Saved entries.
use std::collections::hash_map::Entry;
use std::collections::HashMap;

use sketchmatch_lib::{ConnectionId, Role, SessionId};

use super::{GameError, GameResult};

/// A connection that has declared a role.
#[derive(Debug, Clone, PartialEq, Eq)]
pub struct Identity {
    pub connection_id: ConnectionId,
    pub display_name: String,
    pub role: Role,
    /// Back-reference to the session this identity plays in. The session itself lives in the store.
    pub session_id: Option<SessionId>,
}

impl Identity {
    /// True while this identity is allowed to sit in `role`'s queue.
    pub fn is_waiting_as(&self, role: Role) -> bool {
        self.role == role && self.session_id.is_none()
    }
}

#[derive(Debug, Default)]
pub struct Registry {
    identities: HashMap<ConnectionId, Identity>,
}

impl Registry {
    /// Insert an identity for `connection_id`, replacing any earlier record for it.
    pub fn register(
        &mut self,
        connection_id: ConnectionId,
        role: Role,
        display_name: impl Into<String>,
    ) -> &Identity {
        let identity = Identity {
            connection_id,
            display_name: display_name.into(),
            role,
            session_id: None,
        };
        match self.identities.entry(connection_id) {
            Entry::Occupied(mut entry) => {
                entry.insert(identity);
                entry.into_mut()
            }
            Entry::Vacant(entry) => entry.insert(identity),
        }
    }

    pub fn get(&self, connection_id: ConnectionId) -> Option<&Identity> {
        self.identities.get(&connection_id)
    }

    pub fn remove(&mut self, connection_id: ConnectionId) -> Option<Identity> {
        self.identities.remove(&connection_id)
    }

    pub fn set_session(
        &mut self,
        connection_id: ConnectionId,
        session_id: SessionId,
    ) -> GameResult<()> {
        let identity = self
            .identities
            .get_mut(&connection_id)
            .ok_or(GameError::MissingIdentity(connection_id))?;
        identity.session_id = Some(session_id);
        Ok(())
    }

    pub fn len(&self) -> usize {
        self.identities.len()
    }

    #[cfg(test)]
    pub fn is_empty(&self) -> bool {
        self.identities.is_empty()
    }
}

TASK PROMPT.
Tell how many lines in the data above hold "GameError". Nothing but the number.

RESPONSE AREA.
2